[WORK ITEM] Which lines of the entries below hold the word "CollectError"? Report each of them.

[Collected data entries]
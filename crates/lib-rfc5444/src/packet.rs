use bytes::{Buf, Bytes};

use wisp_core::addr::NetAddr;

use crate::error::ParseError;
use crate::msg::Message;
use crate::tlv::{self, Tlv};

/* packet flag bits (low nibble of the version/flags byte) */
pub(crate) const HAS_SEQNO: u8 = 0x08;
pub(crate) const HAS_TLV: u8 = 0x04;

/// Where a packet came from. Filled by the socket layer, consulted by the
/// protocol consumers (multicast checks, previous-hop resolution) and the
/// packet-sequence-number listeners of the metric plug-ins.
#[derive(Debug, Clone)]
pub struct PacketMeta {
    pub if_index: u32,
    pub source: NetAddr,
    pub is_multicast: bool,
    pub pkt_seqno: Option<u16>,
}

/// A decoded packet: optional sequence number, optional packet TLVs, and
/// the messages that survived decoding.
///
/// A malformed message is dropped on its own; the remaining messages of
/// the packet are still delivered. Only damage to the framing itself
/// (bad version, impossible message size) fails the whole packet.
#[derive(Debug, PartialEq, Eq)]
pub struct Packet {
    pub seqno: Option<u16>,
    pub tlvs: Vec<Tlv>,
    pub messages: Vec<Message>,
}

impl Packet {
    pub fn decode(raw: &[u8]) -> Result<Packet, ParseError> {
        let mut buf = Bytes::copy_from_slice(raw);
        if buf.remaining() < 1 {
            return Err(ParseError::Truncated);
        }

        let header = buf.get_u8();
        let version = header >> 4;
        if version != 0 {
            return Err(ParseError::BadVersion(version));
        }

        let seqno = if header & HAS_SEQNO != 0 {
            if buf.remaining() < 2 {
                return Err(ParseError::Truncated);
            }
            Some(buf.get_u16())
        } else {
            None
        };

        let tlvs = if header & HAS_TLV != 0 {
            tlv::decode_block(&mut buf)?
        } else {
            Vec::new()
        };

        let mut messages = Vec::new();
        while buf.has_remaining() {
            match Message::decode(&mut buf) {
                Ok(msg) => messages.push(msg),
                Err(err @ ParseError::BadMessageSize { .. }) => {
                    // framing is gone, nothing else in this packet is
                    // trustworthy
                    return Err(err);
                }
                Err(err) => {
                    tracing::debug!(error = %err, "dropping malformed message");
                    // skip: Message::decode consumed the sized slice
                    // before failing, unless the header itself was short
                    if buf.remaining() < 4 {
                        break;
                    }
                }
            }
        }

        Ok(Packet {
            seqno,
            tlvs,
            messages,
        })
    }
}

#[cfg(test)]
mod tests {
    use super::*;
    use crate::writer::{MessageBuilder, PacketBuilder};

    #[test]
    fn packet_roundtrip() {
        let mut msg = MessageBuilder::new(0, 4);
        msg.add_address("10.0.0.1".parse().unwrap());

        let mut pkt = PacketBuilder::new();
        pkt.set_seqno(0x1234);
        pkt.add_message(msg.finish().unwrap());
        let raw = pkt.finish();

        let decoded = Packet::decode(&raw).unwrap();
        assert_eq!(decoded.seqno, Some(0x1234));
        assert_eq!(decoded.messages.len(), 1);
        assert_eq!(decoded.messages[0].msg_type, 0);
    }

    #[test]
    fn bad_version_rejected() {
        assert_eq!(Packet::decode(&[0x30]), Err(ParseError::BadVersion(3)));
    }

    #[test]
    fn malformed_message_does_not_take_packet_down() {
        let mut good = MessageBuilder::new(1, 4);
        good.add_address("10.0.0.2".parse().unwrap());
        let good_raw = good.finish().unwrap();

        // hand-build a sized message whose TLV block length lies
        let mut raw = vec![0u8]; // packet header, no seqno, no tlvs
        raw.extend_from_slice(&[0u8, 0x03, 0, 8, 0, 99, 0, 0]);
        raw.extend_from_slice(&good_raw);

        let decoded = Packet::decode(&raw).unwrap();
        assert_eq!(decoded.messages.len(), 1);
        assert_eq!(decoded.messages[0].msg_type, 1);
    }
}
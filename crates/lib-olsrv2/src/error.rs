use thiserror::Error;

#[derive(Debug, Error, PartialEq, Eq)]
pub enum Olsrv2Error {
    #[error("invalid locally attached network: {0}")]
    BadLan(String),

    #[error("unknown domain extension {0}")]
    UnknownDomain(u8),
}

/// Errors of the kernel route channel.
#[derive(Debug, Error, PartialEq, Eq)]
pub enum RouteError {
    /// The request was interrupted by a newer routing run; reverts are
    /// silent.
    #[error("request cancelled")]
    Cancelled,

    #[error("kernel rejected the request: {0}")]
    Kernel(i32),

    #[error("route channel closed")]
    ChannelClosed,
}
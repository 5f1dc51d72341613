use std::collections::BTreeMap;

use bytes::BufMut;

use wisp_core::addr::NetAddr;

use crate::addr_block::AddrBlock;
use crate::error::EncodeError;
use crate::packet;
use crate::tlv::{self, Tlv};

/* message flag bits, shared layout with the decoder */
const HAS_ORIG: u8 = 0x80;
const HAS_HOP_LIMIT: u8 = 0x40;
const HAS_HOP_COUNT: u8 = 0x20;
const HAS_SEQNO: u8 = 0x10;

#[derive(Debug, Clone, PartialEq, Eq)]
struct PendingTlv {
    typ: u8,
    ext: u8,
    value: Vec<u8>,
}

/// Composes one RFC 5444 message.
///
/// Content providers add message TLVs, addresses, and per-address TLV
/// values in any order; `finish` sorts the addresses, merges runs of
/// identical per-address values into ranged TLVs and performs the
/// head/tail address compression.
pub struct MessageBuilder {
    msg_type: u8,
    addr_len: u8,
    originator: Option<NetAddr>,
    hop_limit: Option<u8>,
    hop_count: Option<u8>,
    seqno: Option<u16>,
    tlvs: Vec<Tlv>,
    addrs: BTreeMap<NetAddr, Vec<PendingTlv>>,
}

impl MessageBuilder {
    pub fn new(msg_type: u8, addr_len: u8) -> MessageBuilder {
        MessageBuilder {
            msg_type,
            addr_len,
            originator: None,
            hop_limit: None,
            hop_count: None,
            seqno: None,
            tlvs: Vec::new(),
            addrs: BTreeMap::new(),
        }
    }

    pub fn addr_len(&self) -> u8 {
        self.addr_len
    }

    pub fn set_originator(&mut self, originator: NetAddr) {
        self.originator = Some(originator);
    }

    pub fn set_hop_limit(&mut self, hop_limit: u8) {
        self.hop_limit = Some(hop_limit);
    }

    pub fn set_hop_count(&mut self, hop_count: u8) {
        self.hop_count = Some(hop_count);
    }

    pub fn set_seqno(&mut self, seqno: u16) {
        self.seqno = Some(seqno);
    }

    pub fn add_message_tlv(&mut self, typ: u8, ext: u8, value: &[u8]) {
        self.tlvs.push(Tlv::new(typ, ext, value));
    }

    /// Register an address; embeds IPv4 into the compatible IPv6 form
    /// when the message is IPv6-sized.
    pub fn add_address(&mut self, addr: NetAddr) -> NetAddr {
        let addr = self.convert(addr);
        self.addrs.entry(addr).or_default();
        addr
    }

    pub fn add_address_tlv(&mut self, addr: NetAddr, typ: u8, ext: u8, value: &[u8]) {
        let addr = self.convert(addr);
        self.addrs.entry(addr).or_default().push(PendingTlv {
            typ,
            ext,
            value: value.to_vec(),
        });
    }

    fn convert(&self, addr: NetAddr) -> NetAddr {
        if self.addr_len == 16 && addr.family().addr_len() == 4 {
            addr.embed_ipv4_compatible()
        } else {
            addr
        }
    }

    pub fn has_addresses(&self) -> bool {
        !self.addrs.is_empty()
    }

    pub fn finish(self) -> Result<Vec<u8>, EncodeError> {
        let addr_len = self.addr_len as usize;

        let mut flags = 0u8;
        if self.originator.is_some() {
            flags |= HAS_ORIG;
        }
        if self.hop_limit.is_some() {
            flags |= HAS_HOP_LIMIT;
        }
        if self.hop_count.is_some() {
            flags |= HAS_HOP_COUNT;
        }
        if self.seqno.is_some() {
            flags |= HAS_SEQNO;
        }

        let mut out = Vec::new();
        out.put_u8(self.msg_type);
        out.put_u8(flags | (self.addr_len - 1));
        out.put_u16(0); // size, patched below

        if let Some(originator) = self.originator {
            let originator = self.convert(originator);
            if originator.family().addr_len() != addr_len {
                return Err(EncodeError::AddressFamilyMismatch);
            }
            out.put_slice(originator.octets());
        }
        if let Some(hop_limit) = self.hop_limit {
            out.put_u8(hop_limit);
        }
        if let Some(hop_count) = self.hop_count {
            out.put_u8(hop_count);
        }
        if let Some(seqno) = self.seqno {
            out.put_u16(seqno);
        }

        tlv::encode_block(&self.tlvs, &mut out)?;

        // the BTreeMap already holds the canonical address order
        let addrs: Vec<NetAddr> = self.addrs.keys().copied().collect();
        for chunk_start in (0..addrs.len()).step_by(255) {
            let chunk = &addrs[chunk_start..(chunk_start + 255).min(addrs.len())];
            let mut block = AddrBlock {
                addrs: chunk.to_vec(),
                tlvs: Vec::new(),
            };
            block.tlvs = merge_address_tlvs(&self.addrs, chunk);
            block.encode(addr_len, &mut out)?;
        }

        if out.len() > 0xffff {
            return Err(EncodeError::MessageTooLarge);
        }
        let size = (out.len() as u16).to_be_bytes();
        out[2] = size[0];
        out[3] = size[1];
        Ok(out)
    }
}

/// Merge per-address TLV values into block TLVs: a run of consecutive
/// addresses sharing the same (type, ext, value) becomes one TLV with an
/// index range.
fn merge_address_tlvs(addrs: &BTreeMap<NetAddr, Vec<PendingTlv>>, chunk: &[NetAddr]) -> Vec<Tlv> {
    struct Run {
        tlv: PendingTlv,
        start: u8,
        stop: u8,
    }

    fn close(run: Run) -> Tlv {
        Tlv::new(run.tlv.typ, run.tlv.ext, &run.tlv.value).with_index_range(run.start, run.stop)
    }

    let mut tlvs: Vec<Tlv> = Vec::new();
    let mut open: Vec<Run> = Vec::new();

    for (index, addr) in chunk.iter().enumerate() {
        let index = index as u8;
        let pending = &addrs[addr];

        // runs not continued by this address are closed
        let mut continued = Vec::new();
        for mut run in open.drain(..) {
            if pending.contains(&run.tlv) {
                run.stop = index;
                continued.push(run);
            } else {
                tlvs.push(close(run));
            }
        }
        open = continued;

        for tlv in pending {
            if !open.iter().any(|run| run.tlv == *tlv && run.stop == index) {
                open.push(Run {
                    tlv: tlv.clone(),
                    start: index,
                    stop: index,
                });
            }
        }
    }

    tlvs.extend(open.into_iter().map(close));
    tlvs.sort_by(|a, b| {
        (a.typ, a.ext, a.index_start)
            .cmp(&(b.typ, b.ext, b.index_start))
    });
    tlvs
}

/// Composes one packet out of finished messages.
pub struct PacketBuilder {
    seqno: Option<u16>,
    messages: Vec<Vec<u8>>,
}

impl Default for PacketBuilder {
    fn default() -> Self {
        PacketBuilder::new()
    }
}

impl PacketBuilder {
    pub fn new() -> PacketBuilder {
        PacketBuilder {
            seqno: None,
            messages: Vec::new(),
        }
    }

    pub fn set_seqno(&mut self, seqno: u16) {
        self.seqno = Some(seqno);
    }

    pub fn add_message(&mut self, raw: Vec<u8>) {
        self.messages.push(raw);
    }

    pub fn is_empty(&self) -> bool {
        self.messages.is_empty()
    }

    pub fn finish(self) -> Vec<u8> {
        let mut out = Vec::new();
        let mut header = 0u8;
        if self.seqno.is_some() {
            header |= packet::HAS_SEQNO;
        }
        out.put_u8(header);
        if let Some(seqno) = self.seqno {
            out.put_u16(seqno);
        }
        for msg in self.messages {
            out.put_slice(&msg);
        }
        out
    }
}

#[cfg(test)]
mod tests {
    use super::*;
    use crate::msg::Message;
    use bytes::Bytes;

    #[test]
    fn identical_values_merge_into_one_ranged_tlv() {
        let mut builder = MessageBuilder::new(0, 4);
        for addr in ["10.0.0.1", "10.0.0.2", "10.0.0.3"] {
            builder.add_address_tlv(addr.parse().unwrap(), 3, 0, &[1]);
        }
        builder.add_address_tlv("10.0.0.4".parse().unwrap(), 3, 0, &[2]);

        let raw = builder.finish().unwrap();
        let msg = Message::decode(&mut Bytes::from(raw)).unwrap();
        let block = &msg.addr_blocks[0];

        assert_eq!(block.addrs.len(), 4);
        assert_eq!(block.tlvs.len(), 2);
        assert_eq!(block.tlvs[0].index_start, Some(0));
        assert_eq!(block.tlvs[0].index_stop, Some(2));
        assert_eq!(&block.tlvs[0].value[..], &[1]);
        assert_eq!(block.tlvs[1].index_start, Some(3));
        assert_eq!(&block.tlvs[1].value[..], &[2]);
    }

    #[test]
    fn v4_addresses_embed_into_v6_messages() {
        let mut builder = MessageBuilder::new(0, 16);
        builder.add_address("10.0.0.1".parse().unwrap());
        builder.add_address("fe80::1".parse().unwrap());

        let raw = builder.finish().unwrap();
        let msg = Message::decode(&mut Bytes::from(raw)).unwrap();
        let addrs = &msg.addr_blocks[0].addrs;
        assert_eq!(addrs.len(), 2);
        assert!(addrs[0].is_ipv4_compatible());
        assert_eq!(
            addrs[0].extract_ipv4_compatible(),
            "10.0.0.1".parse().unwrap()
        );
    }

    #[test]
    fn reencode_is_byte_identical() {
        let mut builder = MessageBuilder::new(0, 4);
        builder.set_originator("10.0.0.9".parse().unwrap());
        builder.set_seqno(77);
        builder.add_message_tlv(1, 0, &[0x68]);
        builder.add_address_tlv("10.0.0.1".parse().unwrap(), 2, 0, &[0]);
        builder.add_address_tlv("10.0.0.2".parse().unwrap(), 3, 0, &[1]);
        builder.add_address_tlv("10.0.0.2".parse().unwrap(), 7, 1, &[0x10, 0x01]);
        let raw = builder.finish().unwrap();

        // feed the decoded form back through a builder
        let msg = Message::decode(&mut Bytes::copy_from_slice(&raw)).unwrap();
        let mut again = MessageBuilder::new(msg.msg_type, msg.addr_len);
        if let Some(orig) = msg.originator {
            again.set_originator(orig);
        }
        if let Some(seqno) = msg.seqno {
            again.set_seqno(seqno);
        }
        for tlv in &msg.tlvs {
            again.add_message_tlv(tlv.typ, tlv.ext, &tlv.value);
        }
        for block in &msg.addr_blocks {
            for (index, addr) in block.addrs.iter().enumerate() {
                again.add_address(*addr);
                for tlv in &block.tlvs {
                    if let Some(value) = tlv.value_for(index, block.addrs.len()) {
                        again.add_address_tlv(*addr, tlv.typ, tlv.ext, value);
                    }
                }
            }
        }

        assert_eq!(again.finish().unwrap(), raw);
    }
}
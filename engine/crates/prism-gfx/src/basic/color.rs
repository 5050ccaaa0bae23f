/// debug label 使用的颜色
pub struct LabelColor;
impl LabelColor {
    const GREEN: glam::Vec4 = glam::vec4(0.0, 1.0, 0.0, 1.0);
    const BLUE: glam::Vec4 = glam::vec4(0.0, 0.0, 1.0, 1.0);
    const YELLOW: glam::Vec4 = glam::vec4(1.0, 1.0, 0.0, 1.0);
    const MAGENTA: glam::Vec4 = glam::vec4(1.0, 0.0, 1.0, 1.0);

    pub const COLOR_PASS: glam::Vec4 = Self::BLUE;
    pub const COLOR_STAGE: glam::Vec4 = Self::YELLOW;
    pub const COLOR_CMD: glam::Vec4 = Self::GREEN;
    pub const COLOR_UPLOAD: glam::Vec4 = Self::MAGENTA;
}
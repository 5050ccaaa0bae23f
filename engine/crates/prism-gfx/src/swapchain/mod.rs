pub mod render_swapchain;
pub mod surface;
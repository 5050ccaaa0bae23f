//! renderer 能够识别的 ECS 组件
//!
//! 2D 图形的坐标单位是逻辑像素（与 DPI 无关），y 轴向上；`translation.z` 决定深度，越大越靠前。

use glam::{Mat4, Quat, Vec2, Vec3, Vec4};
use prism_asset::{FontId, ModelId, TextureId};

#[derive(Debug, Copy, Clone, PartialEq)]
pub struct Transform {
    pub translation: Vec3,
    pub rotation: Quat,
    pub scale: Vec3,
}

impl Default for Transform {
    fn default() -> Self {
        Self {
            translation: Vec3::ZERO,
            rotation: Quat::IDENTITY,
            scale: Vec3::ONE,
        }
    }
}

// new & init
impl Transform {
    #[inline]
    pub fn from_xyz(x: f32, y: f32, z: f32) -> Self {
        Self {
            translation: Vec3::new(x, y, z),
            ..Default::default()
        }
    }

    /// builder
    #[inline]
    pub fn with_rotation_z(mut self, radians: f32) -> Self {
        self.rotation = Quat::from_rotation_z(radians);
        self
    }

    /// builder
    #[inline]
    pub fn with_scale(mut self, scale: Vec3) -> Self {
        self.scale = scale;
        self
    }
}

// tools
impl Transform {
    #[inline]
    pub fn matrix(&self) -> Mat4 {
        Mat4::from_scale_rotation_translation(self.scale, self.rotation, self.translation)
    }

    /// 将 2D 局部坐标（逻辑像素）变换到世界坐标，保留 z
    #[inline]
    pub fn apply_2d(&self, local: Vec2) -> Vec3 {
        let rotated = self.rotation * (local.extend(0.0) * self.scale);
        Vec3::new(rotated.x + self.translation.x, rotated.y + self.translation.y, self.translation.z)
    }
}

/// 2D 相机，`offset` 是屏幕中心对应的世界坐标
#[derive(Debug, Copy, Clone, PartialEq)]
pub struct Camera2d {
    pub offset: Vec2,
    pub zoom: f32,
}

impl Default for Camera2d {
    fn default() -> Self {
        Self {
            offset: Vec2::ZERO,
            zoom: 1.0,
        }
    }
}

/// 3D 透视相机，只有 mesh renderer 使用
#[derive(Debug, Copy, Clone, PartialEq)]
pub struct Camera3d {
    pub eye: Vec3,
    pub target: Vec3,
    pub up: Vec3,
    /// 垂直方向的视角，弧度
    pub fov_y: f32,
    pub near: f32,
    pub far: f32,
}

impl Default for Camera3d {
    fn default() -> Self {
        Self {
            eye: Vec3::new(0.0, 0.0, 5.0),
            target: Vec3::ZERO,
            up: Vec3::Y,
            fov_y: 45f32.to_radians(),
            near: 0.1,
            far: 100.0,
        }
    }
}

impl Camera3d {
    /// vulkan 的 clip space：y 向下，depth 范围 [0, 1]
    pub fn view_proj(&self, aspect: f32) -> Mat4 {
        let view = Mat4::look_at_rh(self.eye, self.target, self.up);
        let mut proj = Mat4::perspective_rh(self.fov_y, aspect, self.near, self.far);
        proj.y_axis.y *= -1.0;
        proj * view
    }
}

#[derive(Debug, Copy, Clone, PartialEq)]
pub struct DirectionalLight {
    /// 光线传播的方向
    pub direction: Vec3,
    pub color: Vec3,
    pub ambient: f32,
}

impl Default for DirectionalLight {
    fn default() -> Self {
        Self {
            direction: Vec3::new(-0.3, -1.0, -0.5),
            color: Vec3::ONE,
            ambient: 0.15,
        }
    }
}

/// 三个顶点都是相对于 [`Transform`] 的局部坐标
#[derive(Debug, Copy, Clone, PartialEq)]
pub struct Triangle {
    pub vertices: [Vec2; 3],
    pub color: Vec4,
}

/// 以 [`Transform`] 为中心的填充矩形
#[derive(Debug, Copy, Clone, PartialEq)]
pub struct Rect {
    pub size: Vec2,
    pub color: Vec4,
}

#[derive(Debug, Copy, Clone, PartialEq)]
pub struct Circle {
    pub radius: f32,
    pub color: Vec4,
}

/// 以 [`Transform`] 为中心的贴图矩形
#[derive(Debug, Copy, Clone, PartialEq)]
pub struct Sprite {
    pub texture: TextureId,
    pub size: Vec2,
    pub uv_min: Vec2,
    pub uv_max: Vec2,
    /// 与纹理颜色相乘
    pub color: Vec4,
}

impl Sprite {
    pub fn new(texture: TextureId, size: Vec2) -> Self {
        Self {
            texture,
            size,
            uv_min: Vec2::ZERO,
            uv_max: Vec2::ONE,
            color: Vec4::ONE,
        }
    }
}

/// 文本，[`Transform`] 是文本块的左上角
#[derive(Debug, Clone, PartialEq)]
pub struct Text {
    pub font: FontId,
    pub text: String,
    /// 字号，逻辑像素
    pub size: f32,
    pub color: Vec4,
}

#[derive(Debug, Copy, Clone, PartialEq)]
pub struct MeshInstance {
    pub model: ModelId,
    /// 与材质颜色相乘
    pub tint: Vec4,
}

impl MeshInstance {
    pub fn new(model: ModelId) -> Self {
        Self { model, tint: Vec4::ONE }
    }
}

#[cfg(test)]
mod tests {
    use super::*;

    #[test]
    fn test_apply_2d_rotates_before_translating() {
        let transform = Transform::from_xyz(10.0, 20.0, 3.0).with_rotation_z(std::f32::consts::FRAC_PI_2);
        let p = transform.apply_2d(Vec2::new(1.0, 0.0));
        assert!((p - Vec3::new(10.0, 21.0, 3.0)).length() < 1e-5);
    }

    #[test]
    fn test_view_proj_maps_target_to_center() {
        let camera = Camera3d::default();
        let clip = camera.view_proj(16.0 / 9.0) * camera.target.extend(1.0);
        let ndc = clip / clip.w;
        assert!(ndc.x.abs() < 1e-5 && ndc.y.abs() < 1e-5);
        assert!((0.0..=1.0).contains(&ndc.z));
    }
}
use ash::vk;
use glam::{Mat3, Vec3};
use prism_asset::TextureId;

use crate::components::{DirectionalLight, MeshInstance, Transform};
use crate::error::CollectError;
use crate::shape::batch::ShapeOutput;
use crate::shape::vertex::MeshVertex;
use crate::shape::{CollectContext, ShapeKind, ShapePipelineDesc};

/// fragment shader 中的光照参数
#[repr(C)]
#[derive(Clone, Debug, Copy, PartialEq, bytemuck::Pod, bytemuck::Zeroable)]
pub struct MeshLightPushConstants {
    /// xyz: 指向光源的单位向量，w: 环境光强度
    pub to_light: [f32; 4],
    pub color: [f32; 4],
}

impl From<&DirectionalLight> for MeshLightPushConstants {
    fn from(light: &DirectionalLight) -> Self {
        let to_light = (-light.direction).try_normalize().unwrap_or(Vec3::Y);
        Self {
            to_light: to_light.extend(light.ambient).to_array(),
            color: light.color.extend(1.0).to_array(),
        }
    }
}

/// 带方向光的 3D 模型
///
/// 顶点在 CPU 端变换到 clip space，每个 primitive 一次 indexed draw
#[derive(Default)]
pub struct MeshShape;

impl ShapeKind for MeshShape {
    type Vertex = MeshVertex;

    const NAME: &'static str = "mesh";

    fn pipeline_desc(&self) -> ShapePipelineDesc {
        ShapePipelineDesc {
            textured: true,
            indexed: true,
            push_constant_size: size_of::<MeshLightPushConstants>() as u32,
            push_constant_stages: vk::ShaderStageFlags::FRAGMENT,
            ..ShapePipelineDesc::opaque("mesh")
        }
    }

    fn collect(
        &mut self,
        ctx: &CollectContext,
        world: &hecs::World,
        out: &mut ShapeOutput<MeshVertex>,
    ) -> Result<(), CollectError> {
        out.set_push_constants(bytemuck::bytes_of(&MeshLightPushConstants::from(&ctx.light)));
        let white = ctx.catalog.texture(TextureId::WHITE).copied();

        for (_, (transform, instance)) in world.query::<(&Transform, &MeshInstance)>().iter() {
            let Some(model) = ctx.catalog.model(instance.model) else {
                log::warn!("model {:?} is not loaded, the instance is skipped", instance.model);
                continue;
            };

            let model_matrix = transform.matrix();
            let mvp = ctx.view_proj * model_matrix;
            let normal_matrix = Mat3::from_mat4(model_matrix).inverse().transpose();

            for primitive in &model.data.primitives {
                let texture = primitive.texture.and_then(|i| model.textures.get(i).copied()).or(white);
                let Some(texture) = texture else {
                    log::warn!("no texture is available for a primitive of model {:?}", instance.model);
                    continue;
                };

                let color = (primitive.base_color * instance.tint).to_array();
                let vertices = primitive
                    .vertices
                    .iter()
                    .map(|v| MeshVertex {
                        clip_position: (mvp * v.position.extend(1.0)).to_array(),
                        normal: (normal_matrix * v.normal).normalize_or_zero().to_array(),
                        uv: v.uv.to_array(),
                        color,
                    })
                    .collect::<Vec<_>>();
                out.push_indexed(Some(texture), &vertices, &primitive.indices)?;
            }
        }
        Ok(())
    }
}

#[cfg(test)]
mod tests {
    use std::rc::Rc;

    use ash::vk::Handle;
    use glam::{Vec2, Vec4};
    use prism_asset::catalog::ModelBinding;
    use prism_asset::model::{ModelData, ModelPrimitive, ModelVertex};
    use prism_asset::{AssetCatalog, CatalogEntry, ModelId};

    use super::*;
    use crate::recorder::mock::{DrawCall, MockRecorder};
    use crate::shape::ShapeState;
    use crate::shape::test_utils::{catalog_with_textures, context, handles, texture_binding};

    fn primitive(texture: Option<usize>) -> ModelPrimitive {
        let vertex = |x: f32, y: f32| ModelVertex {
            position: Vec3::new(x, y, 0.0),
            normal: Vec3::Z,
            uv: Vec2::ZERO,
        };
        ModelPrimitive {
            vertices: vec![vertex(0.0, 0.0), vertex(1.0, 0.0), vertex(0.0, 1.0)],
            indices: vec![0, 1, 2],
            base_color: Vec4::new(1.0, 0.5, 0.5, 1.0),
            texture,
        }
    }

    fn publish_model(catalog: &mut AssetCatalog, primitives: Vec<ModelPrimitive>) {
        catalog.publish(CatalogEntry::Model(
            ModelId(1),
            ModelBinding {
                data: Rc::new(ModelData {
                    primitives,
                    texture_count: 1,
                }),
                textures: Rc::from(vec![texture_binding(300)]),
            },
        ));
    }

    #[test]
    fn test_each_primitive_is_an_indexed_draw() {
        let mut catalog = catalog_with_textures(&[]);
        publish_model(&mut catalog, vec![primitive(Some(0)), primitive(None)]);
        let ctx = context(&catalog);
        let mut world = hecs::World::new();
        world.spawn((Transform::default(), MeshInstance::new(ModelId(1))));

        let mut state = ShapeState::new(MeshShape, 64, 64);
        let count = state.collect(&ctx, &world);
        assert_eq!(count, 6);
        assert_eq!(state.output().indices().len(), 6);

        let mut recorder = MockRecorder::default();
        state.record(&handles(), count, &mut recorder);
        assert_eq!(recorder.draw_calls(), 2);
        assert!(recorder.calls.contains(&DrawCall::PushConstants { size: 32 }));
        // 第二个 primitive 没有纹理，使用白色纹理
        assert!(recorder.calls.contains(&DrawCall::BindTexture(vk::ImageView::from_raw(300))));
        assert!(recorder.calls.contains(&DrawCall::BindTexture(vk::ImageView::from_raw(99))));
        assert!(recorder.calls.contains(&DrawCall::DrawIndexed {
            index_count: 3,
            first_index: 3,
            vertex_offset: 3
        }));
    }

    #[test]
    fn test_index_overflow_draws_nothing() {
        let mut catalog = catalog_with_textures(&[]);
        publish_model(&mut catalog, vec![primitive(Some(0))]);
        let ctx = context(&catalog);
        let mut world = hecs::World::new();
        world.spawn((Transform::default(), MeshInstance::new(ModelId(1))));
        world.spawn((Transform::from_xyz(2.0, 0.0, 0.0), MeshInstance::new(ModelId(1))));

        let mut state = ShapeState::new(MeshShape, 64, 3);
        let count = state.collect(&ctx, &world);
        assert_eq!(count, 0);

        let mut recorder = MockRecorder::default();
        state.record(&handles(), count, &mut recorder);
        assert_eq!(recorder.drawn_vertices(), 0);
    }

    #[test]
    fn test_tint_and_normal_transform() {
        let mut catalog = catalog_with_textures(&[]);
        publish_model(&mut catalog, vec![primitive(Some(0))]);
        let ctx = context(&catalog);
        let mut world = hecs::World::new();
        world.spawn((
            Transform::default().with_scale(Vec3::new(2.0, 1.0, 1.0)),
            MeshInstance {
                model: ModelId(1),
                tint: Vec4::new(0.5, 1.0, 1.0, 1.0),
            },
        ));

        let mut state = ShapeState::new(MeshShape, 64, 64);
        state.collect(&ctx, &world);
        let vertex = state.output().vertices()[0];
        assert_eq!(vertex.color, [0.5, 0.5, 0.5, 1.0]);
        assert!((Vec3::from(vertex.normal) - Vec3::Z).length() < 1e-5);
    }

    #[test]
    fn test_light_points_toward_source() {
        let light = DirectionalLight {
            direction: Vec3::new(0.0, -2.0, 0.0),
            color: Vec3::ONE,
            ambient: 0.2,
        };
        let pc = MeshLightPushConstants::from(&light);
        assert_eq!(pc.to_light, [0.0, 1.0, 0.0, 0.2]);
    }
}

[SOLUTION TO THE EXERCISE]
use crate::error::CollectError;
    ) -> Result<(), CollectError> {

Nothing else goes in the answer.